A coworker of mine used Pester to write such a active check to monitor his stack.

BTW, you can use the external script to also read the Icinga2 API if you want to user states of services already in Icinga.

Janos.Kiss · May 2, 2023, 9:05am

I try to steer away from the API as much as possible.

Namely, we had issues when using the API. In some cases it totally broke Icinga, causing it not to be able to schedule downtimes after API commands, or scheduled downtimes randomly disappeared, and we could only randomly reproduce that issue after a rollback.
Have seen similar problems reported on the forum, but the solutions offered there were inconclusive, and there was also a bugfix, but that was related to a slightly different problem.
Not sure whether the issue is related to a bug which was fixed in a newer release, but in our case for example if one added new nodes to be monitored via API commands, the directory structure or the content of the files in the subdirectories under
/var/lib/icinga2/api/packages/
was randomly garbled, and we had to roll back.

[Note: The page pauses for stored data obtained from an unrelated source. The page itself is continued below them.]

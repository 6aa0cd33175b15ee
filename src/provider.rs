//! Hierarchical rules provider.
//!
//! A provider composes optional in-memory base rules with per-directory rule
//! files discovered along the ancestor chain from its root to the candidate's
//! directory. Directory matchers are compiled once and memoized; concurrent
//! requests for the same cold directory collapse to a single filesystem load.

use std::borrow::Cow;
use std::collections::HashMap;
use std::fs;
use std::io;
use std::path::{Path, PathBuf};
use std::sync::{Arc, Condvar, Mutex, MutexGuard, PoisonError};

use tracing::{debug, trace};

use crate::parse::parse_rules;
use crate::path::normalize_candidate;
use crate::{DirEntry, MatchResult, Matcher, MatcherOptions, ProviderOptions, RuleError};

/// Rules file name used when [`ProviderOptions::rules_file_name`] is unset.
pub const DEFAULT_RULES_FILE_NAME: &str = ".pathfilter";

/// Loads rules files along a directory hierarchy and evaluates decisions.
///
/// Decision order for a candidate: base rules first, then rule files from the
/// root directory down to the candidate's own directory. The last matching
/// rule across that stack wins; [`MatcherOptions::default_action`] applies
/// when nothing matched. Rules loaded from a directory apply only to entries
/// strictly beneath that directory.
///
/// The per-directory cache is monotone: once a directory has been loaded
/// (successfully, as missing, or as an error) that outcome is returned for
/// the lifetime of the provider. The provider is safe for concurrent use.
///
/// # Examples
///
/// ```
/// use pathfilter::{Provider, ProviderOptions};
///
/// let root = tempfile::tempdir().expect("tempdir");
/// std::fs::write(root.path().join(".pathfilter"), "*.log\n").expect("write rules");
///
/// let provider = Provider::new(root.path(), ProviderOptions::default()).expect("provider");
/// assert!(provider.excluded("build/app.log", false).expect("decide"));
/// assert!(provider.included("src/main.rs", false).expect("decide"));
/// ```
#[derive(Debug)]
pub struct Provider {
    /// Absolute provider root.
    root: PathBuf,
    /// Root with symlinks resolved when the escape check is enabled.
    resolved_root: PathBuf,
    rules_file_name: String,
    /// Matcher for in-memory base rules, absent when no base rules were set.
    base_matcher: Option<Matcher>,
    matcher_options: MatcherOptions,
    symlink_escape_check: bool,
    cache: Mutex<HashMap<String, Arc<DirCacheCell>>>,
}

/// One cache slot: loading state plus a latch for concurrent waiters.
#[derive(Debug)]
struct DirCacheCell {
    state: Mutex<CellState>,
    ready: Condvar,
}

#[derive(Debug)]
enum CellState {
    /// A load is in flight on another thread.
    Loading,
    /// Load finished; `None` means the directory has no rules file.
    Ready(Option<Arc<Matcher>>),
    /// Load failed; the error is replayed on every later request.
    Failed(RuleError),
}

impl DirCacheCell {
    fn new() -> Self {
        Self {
            state: Mutex::new(CellState::Loading),
            ready: Condvar::new(),
        }
    }
}

/// One prepared directory matcher with the prefix it applies beneath.
struct PreparedDirMatcher {
    matcher: Arc<Matcher>,
    prefix: String,
}

impl Provider {
    /// Creates a provider rooted at `root`.
    ///
    /// The root is made absolute, and resolved through symlinks when
    /// [`ProviderOptions::symlink_escape_check`] is set (falling back to the
    /// absolute path when the root does not exist yet). Base rules are
    /// compiled eagerly; an invalid base rule is fatal here.
    ///
    /// # Errors
    ///
    /// [`RuleError::InvalidRulesFileName`] for a bad rules file name,
    /// [`RuleError::InvalidPattern`] for an uncompilable base rule, and
    /// [`RuleError::Io`] when the root cannot be resolved.
    pub fn new(root: impl AsRef<Path>, options: ProviderOptions) -> Result<Self, RuleError> {
        let root = absolute_path(root.as_ref())?;
        let resolved_root = if options.symlink_escape_check {
            resolve_or_absolute(&root)?
        } else {
            root.clone()
        };

        let rules_file_name = clean_rules_file_name(options.rules_file_name.as_deref())?;
        let matcher_options = options.matcher_options;
        let base_matcher = if options.base_rules.is_empty() {
            None
        } else {
            Some(Matcher::new(options.base_rules, matcher_options)?)
        };

        Ok(Self {
            root,
            resolved_root,
            rules_file_name,
            base_matcher,
            matcher_options,
            symlink_escape_check: options.symlink_escape_check,
            cache: Mutex::new(HashMap::new()),
        })
    }

    /// Returns the absolute provider root.
    #[must_use]
    pub fn root(&self) -> &Path {
        &self.root
    }

    /// Returns the per-directory rules file name.
    #[must_use]
    pub fn rules_file_name(&self) -> &str {
        &self.rules_file_name
    }

    /// Returns the final decision for a path relative to the provider root.
    ///
    /// # Errors
    ///
    /// [`RuleError::PathOutsideRoot`] for empty, absolute, or traversing
    /// input, and any cached or fresh rule-file load failure along the
    /// ancestor chain.
    pub fn decide(&self, rel_path: &str, is_dir: bool) -> Result<MatchResult, RuleError> {
        let normalized = clean_rel_path(rel_path)?;

        let mut result = MatchResult::no_match(self.matcher_options.default_action);
        if let Some(base) = &self.base_matcher {
            let base_result = base.decide(&normalized, is_dir);
            if base_result.matched {
                result = base_result;
            }
        }

        let rel_dir = parent_dir(&normalized, is_dir);
        self.apply_dir_matcher("", &normalized, is_dir, &mut result)?;
        if !rel_dir.is_empty() {
            for (i, byte) in rel_dir.bytes().enumerate() {
                if byte == b'/' {
                    self.apply_dir_matcher(&rel_dir[..i], &normalized, is_dir, &mut result)?;
                }
            }

            self.apply_dir_matcher(rel_dir, &normalized, is_dir, &mut result)?;
        }

        Ok(result)
    }

    /// Returns decisions for several entries of one directory.
    ///
    /// The directory matcher chain is loaded once and reused for every
    /// entry; results are index-aligned with `entries`. An empty or `.`
    /// directory targets the root.
    ///
    /// # Errors
    ///
    /// [`RuleError::PathOutsideRoot`] for a bad directory,
    /// [`RuleError::InvalidEntryName`] for an entry that is not a single
    /// clean component, and any rule-file load failure along the chain.
    pub fn decide_in_dir(
        &self,
        rel_dir: &str,
        entries: &[DirEntry],
    ) -> Result<Vec<MatchResult>, RuleError> {
        let normalized_dir = clean_rel_dir(rel_dir)?;
        let matchers = self.prepare_dir_matchers(&normalized_dir)?;

        let mut results = Vec::with_capacity(entries.len());
        for entry in entries {
            let name = clean_entry_name(&entry.name)?;
            let full_path = if normalized_dir.is_empty() {
                name
            } else {
                format!("{normalized_dir}/{name}")
            };

            let mut result = MatchResult::no_match(self.matcher_options.default_action);
            if let Some(base) = &self.base_matcher {
                let base_result = base.decide(&full_path, entry.is_dir);
                if base_result.matched {
                    result = base_result;
                }
            }

            for prepared in &matchers {
                apply_matcher_decision(
                    &prepared.matcher,
                    &prepared.prefix,
                    &full_path,
                    entry.is_dir,
                    &mut result,
                );
            }

            results.push(result);
        }

        Ok(results)
    }

    /// Reports whether the path is included by the provider decision.
    ///
    /// # Errors
    ///
    /// Same failures as [`Provider::decide`].
    pub fn included(&self, rel_path: &str, is_dir: bool) -> Result<bool, RuleError> {
        Ok(self.decide(rel_path, is_dir)?.included)
    }

    /// Reports whether the path is excluded by the provider decision.
    ///
    /// # Errors
    ///
    /// Same failures as [`Provider::decide`].
    pub fn excluded(&self, rel_path: &str, is_dir: bool) -> Result<bool, RuleError> {
        Ok(!self.included(rel_path, is_dir)?)
    }

    /// Reports include decisions for several entries of one directory.
    ///
    /// # Errors
    ///
    /// Same failures as [`Provider::decide_in_dir`].
    pub fn included_in_dir(
        &self,
        rel_dir: &str,
        entries: &[DirEntry],
    ) -> Result<Vec<bool>, RuleError> {
        let results = self.decide_in_dir(rel_dir, entries)?;
        Ok(results.iter().map(|result| result.included).collect())
    }

    /// Reports exclude decisions for several entries of one directory.
    ///
    /// # Errors
    ///
    /// Same failures as [`Provider::decide_in_dir`].
    pub fn excluded_in_dir(
        &self,
        rel_dir: &str,
        entries: &[DirEntry],
    ) -> Result<Vec<bool>, RuleError> {
        let included = self.included_in_dir(rel_dir, entries)?;
        Ok(included.into_iter().map(|included| !included).collect())
    }

    /// Loads one directory matcher and folds its decision into `result`.
    fn apply_dir_matcher(
        &self,
        rel: &str,
        normalized: &str,
        is_dir: bool,
        result: &mut MatchResult,
    ) -> Result<(), RuleError> {
        let Some(matcher) = self.dir_matcher(rel)? else {
            return Ok(());
        };

        apply_matcher_decision(&matcher, rel, normalized, is_dir, result);
        Ok(())
    }

    /// Loads and collects the matcher chain for one directory, root first.
    fn prepare_dir_matchers(&self, rel_dir: &str) -> Result<Vec<PreparedDirMatcher>, RuleError> {
        let mut matchers = Vec::with_capacity(rel_dir.matches('/').count() + 2);
        let push = |matchers: &mut Vec<PreparedDirMatcher>, prefix: &str| {
            self.dir_matcher(prefix).map(|loaded| {
                if let Some(matcher) = loaded {
                    matchers.push(PreparedDirMatcher {
                        matcher,
                        prefix: prefix.to_string(),
                    });
                }
            })
        };

        push(&mut matchers, "")?;
        if rel_dir.is_empty() {
            return Ok(matchers);
        }

        for (i, byte) in rel_dir.bytes().enumerate() {
            if byte == b'/' {
                push(&mut matchers, &rel_dir[..i])?;
            }
        }

        push(&mut matchers, rel_dir)?;
        Ok(matchers)
    }

    /// Returns the cached or freshly loaded matcher for one directory.
    ///
    /// The first caller for a directory owns the load; concurrent callers
    /// block on the cell's latch and read the published outcome. Absent rule
    /// files cache as `None`, failures cache as the error itself.
    fn dir_matcher(&self, rel_dir: &str) -> Result<Option<Arc<Matcher>>, RuleError> {
        let (cell, owns_load) = {
            let mut cache = lock(&self.cache);
            match cache.get(rel_dir) {
                Some(cell) => (Arc::clone(cell), false),
                None => {
                    let cell = Arc::new(DirCacheCell::new());
                    cache.insert(rel_dir.to_string(), Arc::clone(&cell));
                    (cell, true)
                }
            }
        };

        if owns_load {
            let outcome = self.read_dir_matcher(rel_dir);
            let mut state = lock(&cell.state);
            *state = match outcome {
                Ok(matcher) => CellState::Ready(matcher),
                Err(error) => CellState::Failed(error),
            };
            cell.ready.notify_all();
            return snapshot(&state);
        }

        let mut state = lock(&cell.state);
        while matches!(*state, CellState::Loading) {
            state = cell
                .ready
                .wait(state)
                .unwrap_or_else(PoisonError::into_inner);
        }

        trace!(directory = rel_dir, "using cached directory matcher");
        snapshot(&state)
    }

    /// Reads, parses, and compiles one directory rules file.
    fn read_dir_matcher(&self, rel_dir: &str) -> Result<Option<Arc<Matcher>>, RuleError> {
        let dir = if rel_dir.is_empty() {
            self.root.clone()
        } else {
            self.root.join(rel_dir)
        };
        let rules_path = dir.join(&self.rules_file_name);

        let content = if self.symlink_escape_check {
            match fs::symlink_metadata(&rules_path) {
                Ok(_) => {}
                Err(error) if error.kind() == io::ErrorKind::NotFound => {
                    trace!(directory = rel_dir, "no rules file");
                    return Ok(None);
                }
                Err(error) => return Err(io_error(&rules_path, error)),
            }

            let resolved = resolve_or_absolute(&rules_path)?;
            if !resolved.starts_with(&self.resolved_root) {
                debug!(
                    path = %rules_path.display(),
                    resolved = %resolved.display(),
                    "rules file escapes provider root"
                );
                return Err(RuleError::RulesPathOutsideRoot { path: rules_path });
            }

            fs::read(&rules_path).map_err(|error| io_error(&rules_path, error))?
        } else {
            match fs::read(&rules_path) {
                Ok(content) => content,
                Err(error) if error.kind() == io::ErrorKind::NotFound => {
                    trace!(directory = rel_dir, "no rules file");
                    return Ok(None);
                }
                Err(error) => return Err(io_error(&rules_path, error)),
            }
        };

        let rules = parse_rules(content.as_slice()).map_err(|error| match error {
            RuleError::Parse { error } => RuleError::Io {
                path: rules_path.clone(),
                error,
            },
            other => other,
        })?;
        let matcher = Matcher::new(rules, self.matcher_options)?;
        debug!(path = %rules_path.display(), "compiled directory rules file");
        Ok(Some(Arc::new(matcher)))
    }
}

This is why I try not to use the API, since I am not sure what it will break.
Yes, I know that the Director is just practically spawning API commands and in theory all should work fine. However, in practice the issue shows up random, and we are not using the Director anyway.
Most likely doing only polling operations via API should not break anything, but I rather just try not to use API at all if possible.

rivad · May 2, 2023, 9:49am

I use the director and for creating host, services and reading and sending check results.
This works without strange behavior for us.

I also use Ansible to manage the check plugins and on windows we set and remove donwtimes via API because we need to stop the service or else the files of the checks are locked if they are running.